Data Transformation:
With the help of dimensionality reduction or transformation methods, the number of effective variables is reduced and only useful features are selected to depict data more efficiently based on the goal of the task. Data is transformed into a uniform set and optimized for use in a marketing program or campaign. All the fields must be consolidated, merged and purged so that they will be easy to index. In short, data is transformed into appropriate form making it ready for data mining step.

Data Mining:
In this step some appropriate tasks are applied in order to extract data pattern. These tasks are classification, clustering, association rule discovery, sequential pattern discovery, regression and deviation detection. You can choose any of these tasks based on whether you need to predict information or describe information. This step can be done by:
  •  Matching KD goals with data mining methods to suggest hidden patterns.
    • It involves searching the various fields of the database for specific attributes. These are then used to identify trends that can be matched against the predictive models
  • Choose data mining algorithms to discover hidden patterns. This process includes deciding which models and parameters might be appropriate for the overall KD process. This can be done by:
    • Selecting appropriate method(s) for looking for patterns from the data.
    • Choosing the model and parameters that might be appropriate for the method (Search for patterns of interest in a particular representational form).
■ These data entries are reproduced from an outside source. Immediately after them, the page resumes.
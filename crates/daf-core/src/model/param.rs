//! Command parameters
//!
//! A parameter's value is a tagged variant. Each variant knows how it is
//! rendered in a diagnostic trace line and which declared types accept it.

use chrono::{NaiveDate, NaiveDateTime};

/// Declared backend type of a parameter
#[derive(Debug, Clone, Copy, PartialEq, Eq)]
pub enum SqlType {
    Text,
    Char,
    Int,
    BigInt,
    Real,
    Decimal,
    Bit,
    Date,
    DateTime,
    Blob,
}

impl SqlType {
    pub fn name(&self) -> &'static str {
        match self {
            SqlType::Text => "text",
            SqlType::Char => "char",
            SqlType::Int => "int",
            SqlType::BigInt => "bigint",
            SqlType::Real => "real",
            SqlType::Decimal => "decimal",
            SqlType::Bit => "bit",
            SqlType::Date => "date",
            SqlType::DateTime => "datetime",
            SqlType::Blob => "blob",
        }
    }

    /// Parse a declared type name, case-insensitively
    pub fn parse(name: &str) -> Option<Self> {
        let t = match name.to_ascii_lowercase().as_str() {
            "text" | "varchar" | "nvarchar" | "string" => SqlType::Text,
            "char" | "nchar" => SqlType::Char,
            "int" | "integer" => SqlType::Int,
            "bigint" => SqlType::BigInt,
            "real" | "float" | "double" => SqlType::Real,
            "decimal" | "numeric" => SqlType::Decimal,
            "bit" | "bool" | "boolean" => SqlType::Bit,
            "date" => SqlType::Date,
            "datetime" | "timestamp" => SqlType::DateTime,
            "blob" | "binary" | "varbinary" => SqlType::Blob,
            _ => return None,
        };
        Some(t)
    }
}

/// Direction of a parameter relative to the statement
#[derive(Debug, Clone, Copy, PartialEq, Eq)]
pub enum ParamDirection {
    Input,
    Output,
    InputOutput,
    ReturnValue,
}

/// Value bound to a parameter
#[derive(Debug, Clone, PartialEq)]
pub enum ParamValue {
    Null,
    Text(String),
    Integer(i64),
    Real(f64),
    Bool(bool),
    Date(NaiveDate),
    DateTime(NaiveDateTime),
    Blob(Vec<u8>),
}

pub const DATE_FORMAT: &str = "%Y-%m-%d";
pub const DATETIME_FORMAT: &str = "%Y-%m-%d %H:%M:%S";

impl ParamValue {
    pub fn kind_name(&self) -> &'static str {
        match self {
            ParamValue::Null => "null",
            ParamValue::Text(_) => "text",
            ParamValue::Integer(_) => "integer",
            ParamValue::Real(_) => "real",
            ParamValue::Bool(_) => "bool",
            ParamValue::Date(_) => "date",
            ParamValue::DateTime(_) => "datetime",
            ParamValue::Blob(_) => "blob",
        }
    }

    pub fn is_null(&self) -> bool {
        matches!(self, ParamValue::Null)
    }

    /// Render for a diagnostic trace line
    ///
    /// Text and date kinds are wrapped in single quotes as they are, null is
    /// the bare word `NULL`.
    pub fn render_trace(&self) -> String {
        match self {
            ParamValue::Null => "NULL".to_string(),
            ParamValue::Text(s) => format!("'{}'", s),
            ParamValue::Date(d) => format!("'{}'", d.format(DATE_FORMAT)),
            ParamValue::DateTime(dt) => format!("'{}'", dt.format(DATETIME_FORMAT)),
            ParamValue::Integer(i) => i.to_string(),
            ParamValue::Real(r) => r.to_string(),
            ParamValue::Bool(b) => (if *b { "1" } else { "0" }).to_string(),
            ParamValue::Blob(bytes) => format!("0x{}", hex::encode(bytes)),
        }
    }

    /// Whether this value may be bound to a parameter declared as `sql_type`
    pub fn is_compatible_with(&self, sql_type: SqlType) -> bool {
        match (self, sql_type) {
            (ParamValue::Null, _) => true,
            (ParamValue::Text(_), SqlType::Text | SqlType::Char) => true,
            (ParamValue::Integer(i), SqlType::Int) => i32::try_from(*i).is_ok(),
            (ParamValue::Integer(_), SqlType::BigInt | SqlType::Real | SqlType::Decimal) => true,
            (ParamValue::Integer(i), SqlType::Bit) => *i == 0 || *i == 1,
            (ParamValue::Real(_), SqlType::Real | SqlType::Decimal) => true,
            (ParamValue::Bool(_), SqlType::Bit) => true,
            (ParamValue::Date(_), SqlType::Date | SqlType::DateTime) => true,
            (ParamValue::DateTime(_), SqlType::DateTime) => true,
            (ParamValue::Blob(_), SqlType::Blob) => true,
            _ => false,
        }
    }

    /// Parse CLI-style literal text into a value of the declared type
    ///
    /// The literal `NULL` (any case) is the null value for every type.
    pub fn parse_as(sql_type: SqlType, raw: &str) -> Option<Self> {
        if raw.eq_ignore_ascii_case("null") {
            return Some(ParamValue::Null);
        }
        let value = match sql_type {
            SqlType::Text | SqlType::Char => ParamValue::Text(raw.to_string()),
            SqlType::Int | SqlType::BigInt => ParamValue::Integer(raw.parse().ok()?),
            SqlType::Real | SqlType::Decimal => ParamValue::Real(raw.parse().ok()?),
            SqlType::Bit => match raw.to_ascii_lowercase().as_str() {
                "1" | "true" => ParamValue::Bool(true),
                "0" | "false" => ParamValue::Bool(false),
                _ => return None,
            },
            SqlType::Date => ParamValue::Date(NaiveDate::parse_from_str(raw, DATE_FORMAT).ok()?),
            SqlType::DateTime => ParamValue::DateTime(
                NaiveDateTime::parse_from_str(raw, DATETIME_FORMAT)
                    .or_else(|_| NaiveDateTime::parse_from_str(raw, "%Y-%m-%dT%H:%M:%S"))
                    .ok()?,
            ),
            SqlType::Blob => ParamValue::Blob(hex::decode(raw.trim_start_matches("0x")).ok()?),
        };
        Some(value)
    }
}

impl From<&str> for ParamValue {
    fn from(v: &str) -> Self {
        ParamValue::Text(v.to_string())
    }
}

impl From<String> for ParamValue {
    fn from(v: String) -> Self {
        ParamValue::Text(v)
    }
}

impl From<i64> for ParamValue {
    fn from(v: i64) -> Self {
        ParamValue::Integer(v)
    }
}

impl From<i32> for ParamValue {
    fn from(v: i32) -> Self {
        ParamValue::Integer(i64::from(v))
    }
}

impl From<f64> for ParamValue {
    fn from(v: f64) -> Self {
        ParamValue::Real(v)
    }
}

impl From<bool> for ParamValue {
    fn from(v: bool) -> Self {
        ParamValue::Bool(v)
    }
}

impl From<NaiveDate> for ParamValue {
    fn from(v: NaiveDate) -> Self {
        ParamValue::Date(v)
    }
}

impl From<NaiveDateTime> for ParamValue {
    fn from(v: NaiveDateTime) -> Self {
        ParamValue::DateTime(v)
    }
}

impl From<Vec<u8>> for ParamValue {
    fn from(v: Vec<u8>) -> Self {
        ParamValue::Blob(v)
    }
}

impl<T: Into<ParamValue>> From<Option<T>> for ParamValue {
    fn from(v: Option<T>) -> Self {
        v.map_or(ParamValue::Null, Into::into)
    }
}

/// A named command parameter
#[derive(Debug, Clone, PartialEq)]
pub struct Parameter {
    name: String,
    sql_type: SqlType,
    direction: ParamDirection,
    value: ParamValue,
}

impl Parameter {
    /// An input parameter
    pub fn input(name: impl Into<String>, sql_type: SqlType, value: impl Into<ParamValue>) -> Self {
        Self {
            name: name.into(),
            sql_type,
            direction: ParamDirection::Input,
            value: value.into(),
        }
    }

    /// An output parameter; starts out null
    pub fn output(name: impl Into<String>, sql_type: SqlType) -> Self {
        Self {
            name: name.into(),
            sql_type,
            direction: ParamDirection::Output,
            value: ParamValue::Null,
        }
    }

    /// The statement's return value slot
    pub fn return_value(name: impl Into<String>) -> Self {
        Self {
            name: name.into(),
            sql_type: SqlType::Int,
            direction: ParamDirection::ReturnValue,
            value: ParamValue::Null,
        }
    }

    pub fn with_direction(mut self, direction: ParamDirection) -> Self {
        self.direction = direction;
        self
    }

    pub fn name(&self) -> &str {
        &self.name
    }

    pub fn sql_type(&self) -> SqlType {
        self.sql_type
    }

    pub fn direction(&self) -> ParamDirection {
        self.direction
    }

    pub fn value(&self) -> &ParamValue {
        &self.value
    }

    pub fn set_value(&mut self, value: impl Into<ParamValue>) {
        self.value = value.into();
    }

    /// Whether the value is sent to the backend
    pub fn is_bound(&self) -> bool {
        matches!(
            self.direction,
            ParamDirection::Input | ParamDirection::InputOutput
        )
    }

    /// `name=value` fragment of a trace line
    pub fn render_trace(&self) -> String {
        format!("{}={}", self.name, self.value.render_trace())
    }
}
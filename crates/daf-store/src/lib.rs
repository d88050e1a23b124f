//! DAF Store - command execution over SQLite
//!
//! Provides:
//! - `Connection`: an open/closed handle to one SQLite session
//! - `Command`: a parameterized statement or named procedure bound to a connection
//! - `SqlFacade`: the seven execution operations with guaranteed connection release
//! - `DataReader`: forward-only stream that owns its open connection

pub mod command;
pub mod connection;
pub mod errors;
pub mod facade;
pub mod reader;
mod statement;

// Re-export key types
pub use command::{Command, CommandKind};
pub use connection::{Connection, ConnectionSource, ConnectionState};
pub use errors::Result;
pub use facade::{SqlFacade, VIEW_TABLE_NAME};
pub use reader::DataReader;
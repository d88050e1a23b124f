//! `--param name:type=value` parsing

use daf_core::model::{ParamValue, Parameter, SqlType};

/// Parse one `name:type=value` parameter
///
/// The value is everything after the first `=`; `NULL` binds a null of the
/// declared type.
pub fn parse_param(arg: &str) -> Result<Parameter, String> {
    let (head, raw) = arg
        .split_once('=')
        .ok_or_else(|| format!("expected name:type=value, got '{}'", arg))?;
    let (name, type_name) = head
        .rsplit_once(':')
        .ok_or_else(|| format!("missing type in '{}'", arg))?;
    if name.is_empty() {
        return Err(format!("missing parameter name in '{}'", arg));
    }
    let sql_type =
        SqlType::parse(type_name).ok_or_else(|| format!("unknown type '{}'", type_name))?;
    let value = ParamValue::parse_as(sql_type, raw)
        .ok_or_else(|| format!("'{}' is not a valid {} value", raw, sql_type.name()))?;
    Ok(Parameter::input(name, sql_type, value))
}
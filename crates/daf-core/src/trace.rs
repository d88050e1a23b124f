//! Diagnostic tracer for executed commands
//!
//! Renders one human-readable line per executed command and hands it to a
//! [`TraceSink`]. Tracing is fire-and-forget: sink errors and panics are
//! logged and swallowed, never reaching the operation that traced.

use crate::errors::{ExError, Result};
use crate::model::{ParamDirection, Parameter};
use daf_core_types::{RequestContext, RequestId};
use std::collections::HashMap;
use std::panic::{catch_unwind, AssertUnwindSafe};
use std::sync::{Arc, Mutex};

/// Destination for rendered trace lines
pub trait TraceSink: Send + Sync {
    /// Record one trace line for a request
    fn write(&self, request_id: &RequestId, line: &str) -> Result<()>;
}

/// Sink that discards every line
pub struct NoopTraceSink;

impl TraceSink for NoopTraceSink {
    fn write(&self, _: &RequestId, _: &str) -> Result<()> {
        Ok(())
    }
}

/// Sink that emits each line as a debug event
pub struct LogTraceSink;

impl TraceSink for LogTraceSink {
    fn write(&self, request_id: &RequestId, line: &str) -> Result<()> {
        tracing::debug!(request_id = %request_id, trace = line, "command trace");
        Ok(())
    }
}

/// Request-scoped key-value store keeping the latest line per request
#[derive(Default)]
pub struct MemoryTraceSink {
    lines: Mutex<HashMap<RequestId, String>>,
}

impl MemoryTraceSink {
    pub fn new() -> Self {
        Self::default()
    }

    /// Latest line recorded for a request
    pub fn latest(&self, request_id: &RequestId) -> Option<String> {
        self.lines.lock().ok()?.get(request_id).cloned()
    }

    pub fn len(&self) -> usize {
        self.lines.lock().map(|l| l.len()).unwrap_or(0)
    }

    pub fn is_empty(&self) -> bool {
        self.len() == 0
    }
}

impl TraceSink for MemoryTraceSink {
    fn write(&self, request_id: &RequestId, line: &str) -> Result<()> {
        let mut lines = self.lines.lock().map_err(|_| {
            ExError::new(crate::errors::ExErrorKind::Internal)
                .with_op("trace_write")
                .with_message("trace store lock poisoned")
        })?;
        lines.insert(request_id.clone(), line.to_string());
        Ok(())
    }
}

/// Renders and records trace lines for one request
#[derive(Clone)]
pub struct DiagnosticTracer {
    sink: Arc<dyn TraceSink>,
    context: RequestContext,
}

impl DiagnosticTracer {
    pub fn new(sink: Arc<dyn TraceSink>) -> Self {
        Self {
            sink,
            context: RequestContext::new(),
        }
    }

    pub fn with_context(mut self, context: RequestContext) -> Self {
        self.context = context;
        self
    }

    pub fn request_id(&self) -> &RequestId {
        &self.context.request_id
    }

    /// Build the trace line for an executed command
    ///
    /// `EXECUTE <text> <params> <database> <server> <label>`, where params
    /// are the comma-separated `name=value` pairs of every parameter that is
    /// not the return value.
    pub fn describe(
        text: &str,
        params: &[Parameter],
        database: &str,
        server: &str,
        label: &str,
    ) -> String {
        let rendered: Vec<String> = params
            .iter()
            .filter(|p| p.direction() != ParamDirection::ReturnValue)
            .map(Parameter::render_trace)
            .collect();
        format!(
            "EXECUTE {} {} {} {} {}",
            normalize_command_text(text),
            rendered.join(", "),
            database,
            server,
            label
        )
    }

    /// Describe the command and hand the line to the sink
    pub fn trace(
        &self,
        text: &str,
        params: &[Parameter],
        database: &str,
        server: &str,
        label: &str,
    ) {
        let outcome = catch_unwind(AssertUnwindSafe(|| {
            let line = Self::describe(text, params, database, server, label);
            self.sink.write(&self.context.request_id, &line)
        }));
        match outcome {
            Ok(Ok(())) => {}
            Ok(Err(e)) => tracing::warn!(
                request_id = %self.context.request_id,
                caller = self.context.caller.as_deref().unwrap_or(""),
                err.code = e.code(),
                "trace sink failed; line dropped"
            ),
            Err(_) => tracing::warn!(
                request_id = %self.context.request_id,
                caller = self.context.caller.as_deref().unwrap_or(""),
                "trace sink panicked; line dropped"
            ),
        }
    }
}

impl std::fmt::Debug for DiagnosticTracer {
    fn fmt(&self, f: &mut std::fmt::Formatter<'_>) -> std::fmt::Result {
        f.debug_struct("DiagnosticTracer")
            .field("request_id", &self.context.request_id)
            .finish()
    }
}

/// Strip the `dbo.[` owner prefix and closing brackets from a command text
///
/// Only the `dbo.[` sequence and `]` are removed; an opening bracket without
/// the owner prefix is left alone.
pub fn normalize_command_text(text: &str) -> String {
    text.replace("dbo.[", "").replace(']', "")
}
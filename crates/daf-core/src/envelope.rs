//! Response envelope for front ends
//!
//! Wraps facade output with a status code, paging fields and the elapsed
//! time since the envelope was created.

use serde::ser::SerializeStruct;
use serde::{Serialize, Serializer};
use std::time::{Duration, Instant};

pub const STATUS_OK: u16 = 200;
pub const STATUS_BAD_REQUEST: u16 = 400;
pub const STATUS_NOT_FOUND: u16 = 404;
pub const STATUS_GATEWAY_TIMEOUT: u16 = 504;
pub const STATUS_INTERNAL_ERROR: u16 = 500;

#[derive(Debug, Clone)]
pub struct ApiResult {
    pub status_code: u16,
    pub status_message: String,
    pub current_page: u32,
    pub items_per_page: u32,
    pub paging: u32,
    pub data: Vec<serde_json::Value>,
    started: Option<Instant>,
    frozen: Option<Duration>,
}

impl ApiResult {
    /// Envelope with the timer running
    pub fn new() -> Self {
        Self::with_timer(true)
    }

    pub fn with_timer(start_timer: bool) -> Self {
        Self {
            status_code: STATUS_OK,
            status_message: String::new(),
            current_page: 0,
            items_per_page: 0,
            paging: 0,
            data: Vec::new(),
            started: start_timer.then(Instant::now),
            frozen: None,
        }
    }

    pub fn start_timer(&mut self) {
        self.started = Some(Instant::now());
        self.frozen = None;
    }

    /// Freeze the elapsed time at its current value
    pub fn stop_timer(&mut self) {
        self.frozen = Some(self.elapsed());
    }

    pub fn elapsed(&self) -> Duration {
        match (self.frozen, self.started) {
            (Some(frozen), _) => frozen,
            (None, Some(started)) => started.elapsed(),
            (None, None) => Duration::ZERO,
        }
    }

    pub fn elapsed_ms(&self) -> u64 {
        u64::try_from(self.elapsed().as_millis()).unwrap_or(u64::MAX)
    }

    pub fn total(&self) -> usize {
        self.data.len()
    }

    pub fn status_description(&self) -> &'static str {
        match self.status_code {
            STATUS_OK => "OK",
            STATUS_BAD_REQUEST => "BadRequest",
            STATUS_NOT_FOUND => "NotFound",
            STATUS_GATEWAY_TIMEOUT => "GatewayTimeout",
            STATUS_INTERNAL_ERROR => "InternalServerError",
            _ => "Unknown",
        }
    }

    /// Keep only the requested page of `data`
    ///
    /// Pages are 1-based; `items_per_page == 0` keeps everything.
    pub fn paginate(&mut self, page: u32, items_per_page: u32) {
        self.current_page = page.max(1);
        self.items_per_page = items_per_page;
        if items_per_page == 0 {
            self.paging = 1;
            return;
        }
        let per = items_per_page as usize;
        self.paging = u32::try_from(self.data.len().div_ceil(per)).unwrap_or(u32::MAX);
        let skip = (self.current_page as usize - 1).saturating_mul(per);
        self.data = std::mem::take(&mut self.data)
            .into_iter()
            .skip(skip)
            .take(per)
            .collect();
    }
}

impl Default for ApiResult {
    fn default() -> Self {
        Self::new()
    }
}

impl Serialize for ApiResult {
    fn serialize<S: Serializer>(&self, serializer: S) -> Result<S::Ok, S::Error> {
        let mut s = serializer.serialize_struct("ApiResult", 9)?;
        s.serialize_field("status_code", &self.status_code)?;
        s.serialize_field("status_description", self.status_description())?;
        s.serialize_field("status_message", &self.status_message)?;
        s.serialize_field("current_page", &self.current_page)?;
        s.serialize_field("items_per_page", &self.items_per_page)?;
        s.serialize_field("paging", &self.paging)?;
        s.serialize_field("total", &self.total())?;
        s.serialize_field("elapsed_ms", &self.elapsed_ms())?;
        s.serialize_field("data", &self.data)?;
        s.end()
    }
}
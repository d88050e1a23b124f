//! DAF Core - driver-independent half of the data access facility
//!
//! This crate provides everything the command-execution facade needs that
//! does not touch a database driver:
//! - Structured error facility (`ExError`, `ExErrorKind`)
//! - Logging facility with canonical operation macros
//! - Command timeout configuration (`TimeoutSetting`, settings sources)
//! - Parameter and result-shape models (`Parameter`, `DataTable`, `DataView`)
//! - Diagnostic tracer for executed commands
//! - Response envelope used by front ends

pub mod config;
pub mod envelope;
pub mod errors;
pub mod logging_facility;
pub mod model;
pub mod trace;

// Re-export commonly used types
pub use config::{TimeoutSetting, DEFAULT_TIMEOUT_SECS, TIMEOUT_KEY};
pub use envelope::ApiResult;
pub use errors::{ConfigError, ExError, ExErrorKind, Result};
pub use model::{
    DataColumn, DataTable, DataView, ParamDirection, ParamValue, Parameter, SqlType, Value,
};
pub use trace::{DiagnosticTracer, TraceSink};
Some popular data mining methods are decision trees and rules, relational learning models, example based methods etc.

Pattern Evaluation:
Interpret essential knowledge from the mined patterns and relationships. The patterns that emerge during the data mining process must be evaluated to determine which are relevant to the model and which aren’t. If the pattern evaluated is not useful, then the process might again start from any of the previous steps, thus making KD an iterative process.

Knowledge Presentation:
This is the final step in KD. The knowledge discovered is consolidated and represented to the user in a simple and easy to understand format. Mostly, visualization techniques are being used to make users understand and interpret information. This step allows you using the knowledge and incorporate it into another system for further action. Morevover, you can document it and make reports for interested parties.

*Knowledge extraction: is the creation of knowledge from structured (relational databases, XML) and unstructured (text, documents, images) sources. The resulting knowledge needs to be in a machine-readable and machine-interpretable format and must represent knowledge in a manner that facilitates inferencing. It requires either the reuse of existing formal knowledge (reusing identifiers or ontologies) or the generation of a schema based on the source data [2].

**knowledge discovery process: is the process that leads to find new knowledge in some application domain. It also called knowledge discovery in databases. The process defines a sequence of steps (with eventual feedback loops) that should be followed to discover knowledge in data. Each step is usually realized with the help of available commercial or open-source software tools. [6].